Revenues increased in the quarter by 54 percent to $936.9 million, slightly above an analysts’ consensus of about $929 million. The gross margin of 27.1 percent was down sharply from 47.6 percent a year earlier and below expectations due to pressure on margins in the connected fitness business, where initial product returns were higher than anticipated. The adjusted Ebitda loss for the quarter amounted to $45.1 million.

Quarterly sales and marketing expenses jumped by 172.3 percent to $229.3 million, reflecting the resumption of media spending as order-to-delivery times normalized after a pause in advertising at the start of the Covid-19 pandemic last year. R&D expenses soared by 231.0 percent year-on-year, as the company invested in developing new software features and hardware.

Including the contribution from the newly acquired Precor, Peloton’s connected fitness business posted revenues for the quarter of $655.3 million, an increase of 35 percent, as sales growth was held back by the suspension starting in May of treadmill sales. The segment’s gross margin tumbled to 11.6 percent in the quarter from 45.3 percent a year ago, hit by recall-related costs, the impact of a September 2020 price cut on the Peloton Bike and increased supply chain and logistics expenses.

On Aug. 30, Peloton will begin selling a new version of the Tread, equipped with new safety features, in the U.S. and resume sales of the treadmill in the U.K. and Canada after its voluntary recall over safety concerns in May. The treadmill will also be available in Germany in the autumn.

The company revealed that it is now cutting the price of its Peloton Bike again, to $1,495 from $1,895 previously, as part of what it says is a drive to make its products more accessible. The Peloton Bike originally sold for $2,245 before being reduced last September with the release of the pricier Bike+. Peloton’s Bike+ will continue to sell for $2,495.

Peloton’s subscription business remained buoyant, with revenues rocketing by 132 percent to $281.6 million and the gross margin widening to 63.3 percent from 56.8 percent. The company added 250,000 net connected fitness subscriptions in the quarter, bringing the fitness membership base to 2.33 million customers at the end of June, up by 114 percent on the year earlier. Monthly workouts per subscriber declined to 19.9 in the quarter from 24.7 percent the previous year as the company pointed to a return of more normal seasonal trends.

For the full financial year, the company’s net loss widened to $189.0 million from $71.6 million in the prior year, although adjusted Ebitda grew to $253.7 million from $117.7 million. The gross margin fell to 36.1 percent from 45.8 percent. Sales jumped by 120 percent to $4,021.8 million and were 340 percent higher than in fiscal year 2019, amid a boom in home fitness sparked by the Covid-19 pandemic.

For the first quarter ending Sept. 30, Peloton forecasts revenues of $800 million, up by just 6 percent on the previous year, but representing an annual average growth rate of 87 percent versus the same quarter of 2019. That forecasts assumes a “very small” contribution from the upcoming launch of the new Tread in the U.S. and the resumption of its sales to Canada and the U.K. given the lag between orders and deliveries.

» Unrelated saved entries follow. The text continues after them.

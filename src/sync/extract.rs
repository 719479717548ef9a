//! Summary extraction: portraits and playtime from a loaded save payload.
//!
//! Every field is extracted on its own and reported as a [`FieldOutcome`], so
//! a broken actor table still lets the playtime through and vice versa.

use crate::error::ExtractError;
use crate::sync::index::{Portrait, UNKNOWN_PLAYTIME};
use crate::sync::payload::{ActorId, ActorRecord, SavePayload};
use tracing::debug;

pub const FRAMES_PER_SECOND: u64 = 60;

#[derive(Debug, Clone, PartialEq, Eq)]
pub enum FieldOutcome<T> {
    Recovered(T),
    Defaulted { value: T, error: ExtractError },
}

impl<T> FieldOutcome<T> {
    pub fn from_result(result: Result<T, ExtractError>, default: T) -> Self {
        match result {
            Ok(value) => Self::Recovered(value),
            Err(error) => Self::Defaulted {
                value: default,
                error,
            },
        }
    }

    pub fn error(&self) -> Option<&ExtractError> {
        match self {
            Self::Recovered(_) => None,
            Self::Defaulted { error, .. } => Some(error),
        }
    }

    pub fn into_value(self) -> T {
        match self {
            Self::Recovered(value) | Self::Defaulted { value, .. } => value,
        }
    }
}

#[derive(Debug, Clone, PartialEq, Eq)]
pub struct SummaryExtraction {
    pub characters: FieldOutcome<Vec<Portrait>>,
    pub faces: FieldOutcome<Vec<Portrait>>,
    pub playtime: FieldOutcome<String>,
}

impl SummaryExtraction {
    /// Names and errors of every field that fell back to its default.
    pub fn failures(&self) -> Vec<(&'static str, &ExtractError)> {
        [
            ("characters", self.characters.error()),
            ("faces", self.faces.error()),
            ("playtime", self.playtime.error()),
        ]
        .into_iter()
        .filter_map(|(field, err)| err.map(|e| (field, e)))
        .collect()
    }
}

pub fn extract_summary(payload: &SavePayload, max_battle_members: usize) -> SummaryExtraction {
    let members = extract_party_members(payload, max_battle_members);
    let characters = members
        .clone()
        .and_then(|actors| extract_characters(&actors));
    let faces = members.and_then(|actors| extract_faces(&actors));

    SummaryExtraction {
        characters: FieldOutcome::from_result(characters, Vec::new()),
        faces: FieldOutcome::from_result(faces, Vec::new()),
        playtime: FieldOutcome::from_result(
            extract_playtime(payload),
            UNKNOWN_PLAYTIME.to_string(),
        ),
    }
}

/// Active party in roster order, capped at the battle party size.
pub fn extract_party_members(
    payload: &SavePayload,
    max_battle_members: usize,
) -> Result<Vec<(ActorId, ActorRecord)>, ExtractError> {
    let party = payload.party()?;
    let table = payload.actors()?;
    party
        .active_member_ids(max_battle_members)
        .iter()
        .map(|&id| -> Result<_, ExtractError> {
            let actor = table.actor(id)?;
            debug!(
                actor = id,
                name = actor.name.as_deref().unwrap_or_default(),
                "resolved party member"
            );
            Ok((id, actor))
        })
        .collect()
}

pub fn extract_characters(
    members: &[(ActorId, ActorRecord)],
) -> Result<Vec<Portrait>, ExtractError> {
    members
        .iter()
        .map(|(id, actor)| match (&actor.character_name, actor.character_index) {
            (Some(name), Some(index)) => Ok(Portrait(name.clone(), index)),
            _ => Err(ExtractError::MissingSprite {
                actor: *id,
                kind: "character",
            }),
        })
        .collect()
}

pub fn extract_faces(
    members: &[(ActorId, ActorRecord)],
) -> Result<Vec<Portrait>, ExtractError> {
    members
        .iter()
        .map(|(id, actor)| match (&actor.face_name, actor.face_index) {
            (Some(name), Some(index)) => Ok(Portrait(name.clone(), index)),
            _ => Err(ExtractError::MissingSprite {
                actor: *id,
                kind: "face",
            }),
        })
        .collect()
}

pub fn extract_playtime(payload: &SavePayload) -> Result<String, ExtractError> {
    let frames = payload.system()?.frames()?;
    Ok(format_playtime(frames))
}

pub fn format_playtime(frames: u64) -> String {
    let total_seconds = frames / FRAMES_PER_SECOND;
    let hours = total_seconds / 3600;
    let minutes = (total_seconds / 60) % 60;
    let seconds = total_seconds % 60;
    format!("{hours:02}:{minutes:02}:{seconds:02}")
}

For the first quarter, the company is also forecasting a gross margin of 33 percent and an adjusted Ebitda loss of $285 million. Peloton expects to end the quarter with 2.47 million connected fitness subscriptions, up 85 percent on the year and implying 140,000 net adds.

Peloton also provided its outlook for the fiscal year 2022, pointing to an expected slowdown in growth. Revenues are forecast at $5.4 billion. The company anticipates a gross margin of around 34 percent and an adjusted Ebitda loss of $325 million, with the adjusted Ebitda figure turning positive in the second half. Peloton also expects to be profitable at the adjusted Ebitda level in the fiscal year 2023.

“In the near term, our profitability will be impacted by the price decrease in our original Bike, significant increases in commodity costs and freight rate increases, a sales mix shift to Tread, investments in marketing to broaden our appeal, accelerated investments in new products and features, investments to scale our member support and logistics operations, and significant investments in systems to support our growth,” Peloton’s management said in its letter to shareholders about the results.